* **THE INPUT**:
◇ ◇ ◇ ◇ ◇

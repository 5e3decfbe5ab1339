//! News sources: the [`SourceFeed`] capability and its RSS/Atom implementation.
//!
//! A feed hands the ingestion producer a batch of [`Candidate`]s per cycle. It
//! does no deduplication of its own; the producer checks every candidate
//! against the item store.

use crate::config::{FeedConfig, RetryConfig};
use crate::error::{Error, Result};
use crate::retry::with_retry;
use async_trait::async_trait;
use chrono::{DateTime, Utc};
use regex::Regex;
use std::sync::LazyLock;
use std::time::Duration;
use tracing::debug;

/// A story offered by a feed, before summarization
#[derive(Clone, Debug, PartialEq)]
pub struct Candidate {
    /// Feed display name
    pub source_name: String,
    /// Link to the original article
    pub source_url: String,
    /// Title as published
    pub title: String,
    /// Article description with markup removed
    pub content: String,
    /// Publication date, when the feed provides one
    pub published_at: Option<DateTime<Utc>>,
}

/// A source of news candidates
#[async_trait]
pub trait SourceFeed: Send + Sync {
    /// Display name, used in logs and stored on every item
    fn name(&self) -> &str;

    /// Fetch the current batch of candidates
    ///
    /// Errors skip this feed for one cycle; they never stop ingestion.
    async fn fetch_candidates(&self) -> Result<Vec<Candidate>>;
}

/// RSS 2.0 / Atom feed fetched over HTTP
pub struct RssSourceFeed {
    http_client: reqwest::Client,
    name: String,
    url: String,
    max_items: usize,
    max_content_chars: usize,
    retry: RetryConfig,
}

impl RssSourceFeed {
    /// Create a feed reader
    ///
    /// # Errors
    /// Returns error if the HTTP client cannot be created
    pub fn new(
        feed: &FeedConfig,
        max_items: usize,
        max_content_chars: usize,
        retry: RetryConfig,
    ) -> Result<Self> {
        let http_client = reqwest::Client::builder()
            .timeout(Duration::from_secs(30))
            .user_agent(concat!("newscast/", env!("CARGO_PKG_VERSION")))
            .build()
            .map_err(|e| Error::Other(format!("Failed to create HTTP client: {}", e)))?;

        Ok(Self {
            http_client,
            name: feed.name.clone(),
            url: feed.url.clone(),
            max_items,
            max_content_chars,
            retry,
        })
    }

    /// Fetch the feed body, failing on non-2xx responses
    async fn fetch_body(&self) -> Result<String> {
        let response = self
            .http_client
            .get(&self.url)
            .send()
            .await
            .map_err(|e| {
                if e.is_timeout() {
                    Error::Fetch(format!("timeout fetching {}: {}", self.url, e))
                } else {
                    Error::Network(e)
                }
            })?;

        let status = response.status();
        if !status.is_success() {
            return Err(Error::Fetch(format!(
                "HTTP {} from {}",
                status.as_u16(),
                self.url
            )));
        }

        Ok(response.text().await?)
    }

    /// Turn a feed document into candidates, RSS first with Atom as fallback
    pub fn parse(&self, content: &str) -> Result<Vec<Candidate>> {
        let entries = match parse_as_rss(content) {
            Ok(entries) => entries,
            Err(rss_err) => {
                debug!(feed = %self.name, error = %rss_err, "not RSS, trying Atom");
                parse_as_atom(content).map_err(|atom_err| {
                    Error::Fetch(format!(
                        "{} is neither RSS ({}) nor Atom ({})",
                        self.url, rss_err, atom_err
                    ))
                })?
            }
        };

        Ok(entries
            .into_iter()
            .take(self.max_items)
            .filter_map(|entry| {
                // Entries without a link cannot be deduplicated or attributed
                let link = entry.link.filter(|l| !l.trim().is_empty())?;
                let title = entry
                    .title
                    .filter(|t| !t.trim().is_empty())
                    .unwrap_or_else(|| "Untitled".to_string());
                let content = clean_html(entry.description.as_deref().unwrap_or(""));

                Some(Candidate {
                    source_name: self.name.clone(),
                    source_url: link.trim().to_string(),
                    title: clean_html(&title),
                    content: truncate_chars(&content, self.max_content_chars),
                    published_at: entry.published_at,
                })
            })
            .collect())
    }
}

#[async_trait]
impl SourceFeed for RssSourceFeed {
    fn name(&self) -> &str {
        &self.name
    }

    async fn fetch_candidates(&self) -> Result<Vec<Candidate>> {
        debug!(feed = %self.name, url = %self.url, "fetching feed");
        let body = with_retry(&self.retry, || self.fetch_body()).await?;
        let candidates = self.parse(&body)?;
        debug!(feed = %self.name, count = candidates.len(), "parsed feed");
        Ok(candidates)
    }
}

/// Feed entry, independent of the syndication format
struct FeedEntry {
    title: Option<String>,
    link: Option<String>,
    description: Option<String>,
    published_at: Option<DateTime<Utc>>,
}

fn parse_as_rss(content: &str) -> Result<Vec<FeedEntry>> {
    let channel = content
        .parse::<rss::Channel>()
        .map_err(|e| Error::Fetch(format!("RSS parse error: {}", e)))?;

    Ok(channel
        .items()
        .iter()
        .map(|item| FeedEntry {
            title: item.title().map(str::to_string),
            link: item.link().map(str::to_string),
            description: item
                .description()
                .or_else(|| item.content())
                .map(str::to_string),
            published_at: item.pub_date().and_then(|date| {
                DateTime::parse_from_rfc2822(date)
                    .ok()
                    .map(|dt| dt.with_timezone(&Utc))
            }),
        })
        .collect())
}

fn parse_as_atom(content: &str) -> Result<Vec<FeedEntry>> {
    let feed = atom_syndication::Feed::read_from(content.as_bytes())
        .map_err(|e| Error::Fetch(format!("Atom parse error: {}", e)))?;

    Ok(feed
        .entries()
        .iter()
        .map(|entry| {
            // Prefer the alternate link, as that is the article itself
            let link = entry
                .links()
                .iter()
                .find(|link| link.rel() == "alternate")
                .or_else(|| entry.links().first())
                .map(|link| link.href().to_string());

            let description = entry.summary().map(|s| s.as_str().to_string()).or_else(|| {
                entry
                    .content()
                    .and_then(|c| c.value().map(|v| v.to_string()))
            });

            FeedEntry {
                title: Some(entry.title().as_str().to_string()),
                link,
                description,
                published_at: entry
                    .published()
                    .or_else(|| Some(entry.updated()))
                    .and_then(|dt| {
                        DateTime::parse_from_rfc3339(&dt.to_rfc3339())
                            .ok()
                            .map(|dt| dt.with_timezone(&Utc))
                    }),
            }
        })
        .collect())
}

static TAG_RE: LazyLock<Option<Regex>> = LazyLock::new(|| Regex::new(r"<[^>]*>").ok());
static NUMERIC_ENTITY_RE: LazyLock<Option<Regex>> =
    LazyLock::new(|| Regex::new(r"&#(x[0-9a-fA-F]+|[0-9]+);").ok());

/// Strip markup, decode common entities and collapse whitespace
pub fn clean_html(text: &str) -> String {
    let without_tags = match TAG_RE.as_ref() {
        Some(re) => re.replace_all(text, " ").into_owned(),
        None => text.to_string(),
    };

    let decoded = match NUMERIC_ENTITY_RE.as_ref() {
        Some(re) => re
            .replace_all(&without_tags, |caps: &regex::Captures<'_>| {
                let code = &caps[1];
                let parsed = match code.strip_prefix('x') {
                    Some(hex) => u32::from_str_radix(hex, 16).ok(),
                    None => code.parse::<u32>().ok(),
                };
                parsed
                    .and_then(char::from_u32)
                    .map(String::from)
                    .unwrap_or_default()
            })
            .into_owned(),
        None => without_tags,
    };

    let decoded = decoded
        .replace("&nbsp;", " ")
        .replace("&lt;", "<")
        .replace("&gt;", ">")
        .replace("&quot;", "\"")
        .replace("&apos;", "'")
        .replace("&rsquo;", "'")
        .replace("&lsquo;", "'")
        .replace("&ldquo;", "\"")
        .replace("&rdquo;", "\"")
        .replace("&hellip;", "...")
        // Last, so "&amp;lt;" decodes to "&lt;" and not "<"
        .replace("&amp;", "&");

    decoded.split_whitespace().collect::<Vec<_>>().join(" ")
}

/// Truncate to at most `max` characters without splitting a code point
pub(crate) fn truncate_chars(text: &str, max: usize) -> String {
    match text.char_indices().nth(max) {
        Some((byte_index, _)) => text[..byte_index].to_string(),
        None => text.to_string(),
    }
}

// unwrap/expect are acceptable in tests for concise failure-on-error assertions
#[allow(clippy::unwrap_used, clippy::expect_used)]
#[cfg(test)]
mod tests;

◇ ◇ ◇ ◇ ◇

Read the records above. Show each line that has the string "cannot".

* **PROBLEM SOLUTION**:
    /// Returns error if the HTTP client cannot be created
                // Entries without a link cannot be deduplicated or attributed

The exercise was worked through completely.